Top of Source information
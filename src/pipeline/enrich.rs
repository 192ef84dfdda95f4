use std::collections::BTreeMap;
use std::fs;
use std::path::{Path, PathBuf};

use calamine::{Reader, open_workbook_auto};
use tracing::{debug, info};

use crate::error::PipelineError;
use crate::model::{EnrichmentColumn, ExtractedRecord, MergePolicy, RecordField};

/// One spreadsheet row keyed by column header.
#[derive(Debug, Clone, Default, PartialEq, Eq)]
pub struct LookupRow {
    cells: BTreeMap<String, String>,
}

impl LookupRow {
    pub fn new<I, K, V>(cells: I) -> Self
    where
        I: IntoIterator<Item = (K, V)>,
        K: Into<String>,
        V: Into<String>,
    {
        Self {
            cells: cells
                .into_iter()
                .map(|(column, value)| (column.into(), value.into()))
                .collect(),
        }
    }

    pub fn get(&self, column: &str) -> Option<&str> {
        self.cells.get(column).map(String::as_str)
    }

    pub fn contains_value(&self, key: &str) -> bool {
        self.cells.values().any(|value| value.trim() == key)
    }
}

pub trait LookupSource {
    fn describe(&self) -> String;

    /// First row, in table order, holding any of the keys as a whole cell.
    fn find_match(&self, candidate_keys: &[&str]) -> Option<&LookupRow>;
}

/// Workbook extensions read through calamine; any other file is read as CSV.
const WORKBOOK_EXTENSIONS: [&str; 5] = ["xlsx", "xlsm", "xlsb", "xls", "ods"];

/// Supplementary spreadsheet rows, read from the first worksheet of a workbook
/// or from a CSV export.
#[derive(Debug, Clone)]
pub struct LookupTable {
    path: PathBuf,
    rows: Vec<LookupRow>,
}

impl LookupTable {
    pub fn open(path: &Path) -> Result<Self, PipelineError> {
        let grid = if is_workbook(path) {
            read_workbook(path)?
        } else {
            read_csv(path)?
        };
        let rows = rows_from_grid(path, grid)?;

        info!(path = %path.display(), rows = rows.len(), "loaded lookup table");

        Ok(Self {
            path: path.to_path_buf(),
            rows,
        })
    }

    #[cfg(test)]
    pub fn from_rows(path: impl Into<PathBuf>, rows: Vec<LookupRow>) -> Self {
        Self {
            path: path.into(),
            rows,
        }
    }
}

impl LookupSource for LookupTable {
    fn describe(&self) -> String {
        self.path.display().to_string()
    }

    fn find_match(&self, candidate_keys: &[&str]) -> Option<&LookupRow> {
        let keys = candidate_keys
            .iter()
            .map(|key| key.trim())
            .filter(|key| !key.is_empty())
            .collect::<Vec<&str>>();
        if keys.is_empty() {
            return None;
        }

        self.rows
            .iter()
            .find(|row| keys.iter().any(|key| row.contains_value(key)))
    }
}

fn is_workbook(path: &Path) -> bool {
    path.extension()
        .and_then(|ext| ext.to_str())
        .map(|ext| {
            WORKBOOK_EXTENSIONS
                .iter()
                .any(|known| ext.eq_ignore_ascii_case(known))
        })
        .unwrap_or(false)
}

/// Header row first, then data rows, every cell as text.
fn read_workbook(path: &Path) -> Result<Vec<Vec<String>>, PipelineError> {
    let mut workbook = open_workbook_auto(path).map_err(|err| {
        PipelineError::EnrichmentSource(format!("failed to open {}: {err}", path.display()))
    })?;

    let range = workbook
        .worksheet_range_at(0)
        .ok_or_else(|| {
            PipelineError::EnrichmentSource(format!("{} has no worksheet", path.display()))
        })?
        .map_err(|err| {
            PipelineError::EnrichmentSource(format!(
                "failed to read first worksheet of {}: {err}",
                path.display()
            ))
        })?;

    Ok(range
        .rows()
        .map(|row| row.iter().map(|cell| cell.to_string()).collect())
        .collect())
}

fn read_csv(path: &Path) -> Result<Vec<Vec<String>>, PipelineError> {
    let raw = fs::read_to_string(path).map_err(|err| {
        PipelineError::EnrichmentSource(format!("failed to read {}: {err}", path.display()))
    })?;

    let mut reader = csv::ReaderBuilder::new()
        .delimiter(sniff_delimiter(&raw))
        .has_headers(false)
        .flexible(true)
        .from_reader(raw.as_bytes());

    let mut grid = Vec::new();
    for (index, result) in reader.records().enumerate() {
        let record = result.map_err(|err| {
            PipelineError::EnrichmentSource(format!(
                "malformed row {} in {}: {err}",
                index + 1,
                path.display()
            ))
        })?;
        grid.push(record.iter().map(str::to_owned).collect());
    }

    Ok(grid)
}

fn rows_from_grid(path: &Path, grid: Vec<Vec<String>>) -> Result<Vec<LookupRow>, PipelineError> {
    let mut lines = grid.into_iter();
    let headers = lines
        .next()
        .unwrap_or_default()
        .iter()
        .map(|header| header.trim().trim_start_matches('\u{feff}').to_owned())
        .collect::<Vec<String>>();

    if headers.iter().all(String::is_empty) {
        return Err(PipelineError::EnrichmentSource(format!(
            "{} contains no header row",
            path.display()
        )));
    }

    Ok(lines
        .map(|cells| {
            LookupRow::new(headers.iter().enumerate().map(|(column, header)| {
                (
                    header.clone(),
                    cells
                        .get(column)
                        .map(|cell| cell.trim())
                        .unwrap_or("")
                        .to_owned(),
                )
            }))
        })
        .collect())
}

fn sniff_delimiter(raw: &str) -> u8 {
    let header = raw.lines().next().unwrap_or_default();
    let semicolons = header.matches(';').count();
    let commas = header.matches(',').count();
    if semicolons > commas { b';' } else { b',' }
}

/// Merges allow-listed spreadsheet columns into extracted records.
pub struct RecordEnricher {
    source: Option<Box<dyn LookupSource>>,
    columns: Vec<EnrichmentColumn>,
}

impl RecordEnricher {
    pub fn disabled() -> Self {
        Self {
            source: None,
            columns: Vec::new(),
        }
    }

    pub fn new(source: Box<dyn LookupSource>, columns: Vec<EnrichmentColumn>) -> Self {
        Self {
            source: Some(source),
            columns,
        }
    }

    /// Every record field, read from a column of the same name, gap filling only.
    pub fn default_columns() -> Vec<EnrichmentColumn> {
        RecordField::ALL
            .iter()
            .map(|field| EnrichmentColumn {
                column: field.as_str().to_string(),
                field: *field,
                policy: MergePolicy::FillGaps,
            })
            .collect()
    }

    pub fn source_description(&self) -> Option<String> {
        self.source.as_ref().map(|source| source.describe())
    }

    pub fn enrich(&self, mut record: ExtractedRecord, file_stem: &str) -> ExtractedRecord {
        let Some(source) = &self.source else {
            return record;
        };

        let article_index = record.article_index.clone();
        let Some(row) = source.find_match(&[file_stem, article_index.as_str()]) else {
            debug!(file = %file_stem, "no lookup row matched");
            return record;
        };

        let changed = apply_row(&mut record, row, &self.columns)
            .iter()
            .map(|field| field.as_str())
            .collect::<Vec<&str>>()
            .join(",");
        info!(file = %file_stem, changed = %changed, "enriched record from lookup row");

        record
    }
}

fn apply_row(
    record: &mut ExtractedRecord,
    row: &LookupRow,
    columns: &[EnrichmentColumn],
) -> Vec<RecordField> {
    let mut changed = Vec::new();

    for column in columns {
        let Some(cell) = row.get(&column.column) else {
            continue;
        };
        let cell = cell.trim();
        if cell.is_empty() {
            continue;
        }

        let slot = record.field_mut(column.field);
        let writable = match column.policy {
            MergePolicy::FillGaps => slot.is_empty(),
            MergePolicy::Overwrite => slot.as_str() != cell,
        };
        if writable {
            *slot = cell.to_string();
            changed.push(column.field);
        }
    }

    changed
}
Bottom of Source information
Top of Source information
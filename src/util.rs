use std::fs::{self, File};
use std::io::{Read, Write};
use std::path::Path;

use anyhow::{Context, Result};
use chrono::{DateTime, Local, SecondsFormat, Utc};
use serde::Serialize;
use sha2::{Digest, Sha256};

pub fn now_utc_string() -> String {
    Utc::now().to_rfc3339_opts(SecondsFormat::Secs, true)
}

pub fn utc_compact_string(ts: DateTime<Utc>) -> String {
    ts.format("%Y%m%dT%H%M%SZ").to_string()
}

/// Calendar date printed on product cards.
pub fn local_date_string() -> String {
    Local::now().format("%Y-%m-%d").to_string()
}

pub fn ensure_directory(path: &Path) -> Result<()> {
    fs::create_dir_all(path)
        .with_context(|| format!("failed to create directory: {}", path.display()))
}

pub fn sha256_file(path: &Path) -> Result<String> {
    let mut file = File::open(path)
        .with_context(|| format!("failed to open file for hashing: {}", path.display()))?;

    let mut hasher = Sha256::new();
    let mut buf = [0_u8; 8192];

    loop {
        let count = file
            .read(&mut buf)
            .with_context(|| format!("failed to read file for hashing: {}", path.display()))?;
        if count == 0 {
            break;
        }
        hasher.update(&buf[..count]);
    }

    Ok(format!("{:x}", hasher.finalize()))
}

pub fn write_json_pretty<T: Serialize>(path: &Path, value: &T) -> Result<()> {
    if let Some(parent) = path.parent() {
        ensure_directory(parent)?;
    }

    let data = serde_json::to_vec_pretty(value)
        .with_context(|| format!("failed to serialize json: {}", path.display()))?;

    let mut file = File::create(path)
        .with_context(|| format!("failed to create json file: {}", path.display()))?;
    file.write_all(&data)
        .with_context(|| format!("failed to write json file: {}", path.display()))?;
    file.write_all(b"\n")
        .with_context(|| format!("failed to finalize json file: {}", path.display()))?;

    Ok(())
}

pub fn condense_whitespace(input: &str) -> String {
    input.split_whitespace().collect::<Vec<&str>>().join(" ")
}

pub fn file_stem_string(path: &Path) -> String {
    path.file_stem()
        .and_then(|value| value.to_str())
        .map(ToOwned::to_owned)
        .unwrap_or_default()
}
Bottom of Source information
Top of Source information
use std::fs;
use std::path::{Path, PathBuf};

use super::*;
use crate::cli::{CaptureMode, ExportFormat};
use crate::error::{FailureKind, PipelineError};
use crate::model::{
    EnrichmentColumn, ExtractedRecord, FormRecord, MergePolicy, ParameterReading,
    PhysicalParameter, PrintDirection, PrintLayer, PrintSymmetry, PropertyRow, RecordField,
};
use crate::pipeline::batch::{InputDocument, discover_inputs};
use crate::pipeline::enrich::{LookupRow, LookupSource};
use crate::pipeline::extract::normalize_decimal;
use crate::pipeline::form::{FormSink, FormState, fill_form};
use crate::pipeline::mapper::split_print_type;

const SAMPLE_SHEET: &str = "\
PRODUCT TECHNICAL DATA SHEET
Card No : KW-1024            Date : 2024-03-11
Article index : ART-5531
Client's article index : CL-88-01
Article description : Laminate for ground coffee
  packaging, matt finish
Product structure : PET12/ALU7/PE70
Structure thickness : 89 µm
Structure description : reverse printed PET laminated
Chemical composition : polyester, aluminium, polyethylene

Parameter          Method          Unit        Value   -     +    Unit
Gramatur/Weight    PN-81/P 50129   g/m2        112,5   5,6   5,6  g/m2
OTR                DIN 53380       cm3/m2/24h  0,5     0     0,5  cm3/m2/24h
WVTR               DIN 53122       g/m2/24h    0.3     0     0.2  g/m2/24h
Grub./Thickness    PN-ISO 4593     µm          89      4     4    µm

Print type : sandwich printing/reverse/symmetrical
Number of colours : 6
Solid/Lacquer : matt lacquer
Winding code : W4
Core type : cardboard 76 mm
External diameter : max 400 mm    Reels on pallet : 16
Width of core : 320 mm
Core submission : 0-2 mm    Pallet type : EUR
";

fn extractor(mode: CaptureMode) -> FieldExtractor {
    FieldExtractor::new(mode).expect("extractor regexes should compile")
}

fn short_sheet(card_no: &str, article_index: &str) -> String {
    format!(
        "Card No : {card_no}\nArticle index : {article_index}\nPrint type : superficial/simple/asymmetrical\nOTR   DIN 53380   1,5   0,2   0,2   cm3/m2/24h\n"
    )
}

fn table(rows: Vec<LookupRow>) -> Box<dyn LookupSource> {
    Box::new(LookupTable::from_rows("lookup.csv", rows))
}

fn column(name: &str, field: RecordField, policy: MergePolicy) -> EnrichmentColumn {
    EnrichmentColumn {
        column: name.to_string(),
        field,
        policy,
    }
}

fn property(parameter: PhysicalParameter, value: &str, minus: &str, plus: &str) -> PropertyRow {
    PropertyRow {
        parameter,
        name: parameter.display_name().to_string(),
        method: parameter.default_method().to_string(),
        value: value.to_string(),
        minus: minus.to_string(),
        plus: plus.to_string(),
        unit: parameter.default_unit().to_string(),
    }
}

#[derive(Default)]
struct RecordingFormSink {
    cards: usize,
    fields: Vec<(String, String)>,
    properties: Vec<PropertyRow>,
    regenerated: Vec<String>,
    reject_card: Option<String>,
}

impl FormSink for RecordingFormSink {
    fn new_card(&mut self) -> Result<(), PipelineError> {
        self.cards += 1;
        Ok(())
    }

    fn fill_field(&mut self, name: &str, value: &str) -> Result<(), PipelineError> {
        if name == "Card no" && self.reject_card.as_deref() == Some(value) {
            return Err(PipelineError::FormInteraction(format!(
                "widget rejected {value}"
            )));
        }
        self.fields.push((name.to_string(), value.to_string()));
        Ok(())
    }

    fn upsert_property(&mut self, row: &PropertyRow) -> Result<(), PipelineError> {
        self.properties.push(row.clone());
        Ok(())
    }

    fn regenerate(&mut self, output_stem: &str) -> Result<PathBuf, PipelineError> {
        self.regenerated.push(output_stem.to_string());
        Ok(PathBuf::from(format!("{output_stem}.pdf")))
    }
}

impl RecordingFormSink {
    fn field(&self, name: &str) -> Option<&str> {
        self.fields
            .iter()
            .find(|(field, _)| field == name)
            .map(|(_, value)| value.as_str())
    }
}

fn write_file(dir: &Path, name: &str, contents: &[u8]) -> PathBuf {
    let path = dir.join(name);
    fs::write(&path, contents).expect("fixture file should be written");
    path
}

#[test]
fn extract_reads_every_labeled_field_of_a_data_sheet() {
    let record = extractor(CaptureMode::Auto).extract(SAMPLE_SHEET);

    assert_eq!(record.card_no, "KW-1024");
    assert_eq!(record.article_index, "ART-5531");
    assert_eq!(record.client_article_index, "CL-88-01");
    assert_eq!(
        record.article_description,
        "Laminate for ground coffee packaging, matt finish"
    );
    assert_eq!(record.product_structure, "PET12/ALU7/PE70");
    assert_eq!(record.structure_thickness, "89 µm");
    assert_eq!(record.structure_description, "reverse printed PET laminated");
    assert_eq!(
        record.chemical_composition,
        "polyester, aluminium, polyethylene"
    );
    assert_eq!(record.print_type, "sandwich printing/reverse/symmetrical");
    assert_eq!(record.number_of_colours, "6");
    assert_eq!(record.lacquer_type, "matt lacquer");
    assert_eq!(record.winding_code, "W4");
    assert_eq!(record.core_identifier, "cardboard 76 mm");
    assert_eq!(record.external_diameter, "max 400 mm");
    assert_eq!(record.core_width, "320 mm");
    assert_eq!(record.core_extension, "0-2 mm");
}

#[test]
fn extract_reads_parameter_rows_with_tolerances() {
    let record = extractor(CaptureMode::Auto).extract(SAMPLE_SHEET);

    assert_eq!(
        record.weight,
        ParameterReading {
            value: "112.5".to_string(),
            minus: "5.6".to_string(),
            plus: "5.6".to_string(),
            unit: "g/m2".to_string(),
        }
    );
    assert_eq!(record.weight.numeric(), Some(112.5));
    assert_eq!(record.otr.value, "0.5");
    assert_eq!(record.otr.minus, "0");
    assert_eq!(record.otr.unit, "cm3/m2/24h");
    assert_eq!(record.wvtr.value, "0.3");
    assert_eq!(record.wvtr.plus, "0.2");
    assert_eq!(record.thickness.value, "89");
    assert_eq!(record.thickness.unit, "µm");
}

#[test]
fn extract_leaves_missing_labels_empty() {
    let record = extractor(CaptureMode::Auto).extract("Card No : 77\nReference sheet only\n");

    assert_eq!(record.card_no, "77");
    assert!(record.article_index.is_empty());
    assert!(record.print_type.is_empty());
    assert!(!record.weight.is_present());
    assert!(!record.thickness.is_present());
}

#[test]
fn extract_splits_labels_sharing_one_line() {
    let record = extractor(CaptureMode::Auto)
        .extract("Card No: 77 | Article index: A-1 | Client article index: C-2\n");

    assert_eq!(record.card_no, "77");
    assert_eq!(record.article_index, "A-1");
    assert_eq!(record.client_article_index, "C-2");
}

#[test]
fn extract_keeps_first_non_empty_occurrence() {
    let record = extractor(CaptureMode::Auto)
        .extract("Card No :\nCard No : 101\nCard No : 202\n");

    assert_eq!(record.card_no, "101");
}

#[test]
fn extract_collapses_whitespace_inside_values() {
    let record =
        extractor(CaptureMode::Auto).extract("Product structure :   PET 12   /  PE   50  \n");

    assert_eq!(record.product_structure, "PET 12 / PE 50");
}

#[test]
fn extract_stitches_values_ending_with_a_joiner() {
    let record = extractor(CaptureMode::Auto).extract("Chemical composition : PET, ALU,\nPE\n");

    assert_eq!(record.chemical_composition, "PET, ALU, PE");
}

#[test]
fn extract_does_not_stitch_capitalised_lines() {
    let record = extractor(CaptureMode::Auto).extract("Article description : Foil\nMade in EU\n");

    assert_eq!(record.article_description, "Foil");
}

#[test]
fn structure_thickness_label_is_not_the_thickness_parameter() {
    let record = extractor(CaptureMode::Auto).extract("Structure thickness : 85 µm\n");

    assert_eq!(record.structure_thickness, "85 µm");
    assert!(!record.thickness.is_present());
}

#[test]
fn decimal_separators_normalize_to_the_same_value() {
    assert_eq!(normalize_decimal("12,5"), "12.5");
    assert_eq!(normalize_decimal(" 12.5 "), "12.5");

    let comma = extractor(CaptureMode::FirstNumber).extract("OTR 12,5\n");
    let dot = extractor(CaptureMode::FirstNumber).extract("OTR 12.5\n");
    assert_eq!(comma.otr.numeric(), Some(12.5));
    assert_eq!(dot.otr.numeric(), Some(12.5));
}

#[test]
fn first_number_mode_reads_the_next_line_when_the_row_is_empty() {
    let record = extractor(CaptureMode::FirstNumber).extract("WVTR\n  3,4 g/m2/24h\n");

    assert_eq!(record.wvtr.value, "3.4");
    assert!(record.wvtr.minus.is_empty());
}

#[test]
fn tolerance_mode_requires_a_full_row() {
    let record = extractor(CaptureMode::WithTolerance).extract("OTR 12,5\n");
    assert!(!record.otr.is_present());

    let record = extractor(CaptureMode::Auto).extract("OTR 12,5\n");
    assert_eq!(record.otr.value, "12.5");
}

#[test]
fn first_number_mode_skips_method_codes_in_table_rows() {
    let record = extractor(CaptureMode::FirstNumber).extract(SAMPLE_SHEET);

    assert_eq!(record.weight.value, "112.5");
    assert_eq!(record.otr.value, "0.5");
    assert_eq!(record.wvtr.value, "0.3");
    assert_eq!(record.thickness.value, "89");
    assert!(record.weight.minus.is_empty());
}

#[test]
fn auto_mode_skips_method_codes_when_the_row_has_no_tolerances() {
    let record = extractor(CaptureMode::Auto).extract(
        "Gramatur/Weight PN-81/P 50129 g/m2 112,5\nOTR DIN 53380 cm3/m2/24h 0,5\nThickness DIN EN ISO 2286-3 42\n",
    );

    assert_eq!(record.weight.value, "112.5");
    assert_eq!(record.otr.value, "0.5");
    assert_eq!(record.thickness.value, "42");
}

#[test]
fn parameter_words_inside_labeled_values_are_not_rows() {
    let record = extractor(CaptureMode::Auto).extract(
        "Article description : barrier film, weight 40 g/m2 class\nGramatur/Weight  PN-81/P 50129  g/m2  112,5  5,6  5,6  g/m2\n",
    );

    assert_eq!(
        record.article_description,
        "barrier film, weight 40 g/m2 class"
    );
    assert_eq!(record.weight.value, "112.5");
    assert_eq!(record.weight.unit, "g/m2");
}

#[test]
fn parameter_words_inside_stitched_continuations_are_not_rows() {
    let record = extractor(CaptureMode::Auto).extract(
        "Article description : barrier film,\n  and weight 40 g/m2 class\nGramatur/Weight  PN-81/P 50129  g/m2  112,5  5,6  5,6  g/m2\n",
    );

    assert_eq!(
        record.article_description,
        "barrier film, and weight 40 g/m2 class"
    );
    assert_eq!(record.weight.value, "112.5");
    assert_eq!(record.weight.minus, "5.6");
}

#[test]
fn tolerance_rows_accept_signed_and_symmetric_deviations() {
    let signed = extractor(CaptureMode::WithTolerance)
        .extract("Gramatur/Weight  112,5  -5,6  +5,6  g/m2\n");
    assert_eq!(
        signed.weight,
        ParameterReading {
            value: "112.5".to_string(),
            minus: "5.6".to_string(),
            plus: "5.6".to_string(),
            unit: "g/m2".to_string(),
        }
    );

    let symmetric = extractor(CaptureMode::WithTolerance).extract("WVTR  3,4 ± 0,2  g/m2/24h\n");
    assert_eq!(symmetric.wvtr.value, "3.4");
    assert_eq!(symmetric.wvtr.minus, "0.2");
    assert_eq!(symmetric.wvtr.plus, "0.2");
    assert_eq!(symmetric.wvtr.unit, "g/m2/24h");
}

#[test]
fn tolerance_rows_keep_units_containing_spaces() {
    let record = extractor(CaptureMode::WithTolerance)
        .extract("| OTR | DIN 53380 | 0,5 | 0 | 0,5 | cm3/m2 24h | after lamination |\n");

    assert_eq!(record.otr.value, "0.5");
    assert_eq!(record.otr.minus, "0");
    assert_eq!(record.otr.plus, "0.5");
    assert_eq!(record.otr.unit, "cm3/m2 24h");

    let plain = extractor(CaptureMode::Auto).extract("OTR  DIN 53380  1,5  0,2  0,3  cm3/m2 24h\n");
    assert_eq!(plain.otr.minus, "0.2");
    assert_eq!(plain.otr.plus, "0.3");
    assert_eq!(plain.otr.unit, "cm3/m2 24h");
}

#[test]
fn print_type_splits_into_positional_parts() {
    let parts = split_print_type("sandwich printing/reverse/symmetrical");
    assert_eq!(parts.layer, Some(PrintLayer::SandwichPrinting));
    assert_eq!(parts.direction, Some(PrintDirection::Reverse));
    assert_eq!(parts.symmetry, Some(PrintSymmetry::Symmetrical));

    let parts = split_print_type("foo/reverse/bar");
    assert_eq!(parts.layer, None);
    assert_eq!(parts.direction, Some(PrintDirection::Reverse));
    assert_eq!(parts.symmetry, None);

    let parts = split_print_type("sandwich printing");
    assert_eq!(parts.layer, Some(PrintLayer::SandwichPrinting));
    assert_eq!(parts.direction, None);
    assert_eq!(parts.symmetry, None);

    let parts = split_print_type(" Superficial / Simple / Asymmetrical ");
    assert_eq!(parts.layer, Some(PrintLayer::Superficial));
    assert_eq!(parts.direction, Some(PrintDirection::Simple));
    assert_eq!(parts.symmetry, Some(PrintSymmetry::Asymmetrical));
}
Bottom of Source information
What the exercise asks — Report, using only a number, how many lines above hold the word "Foil".

Answer space — 2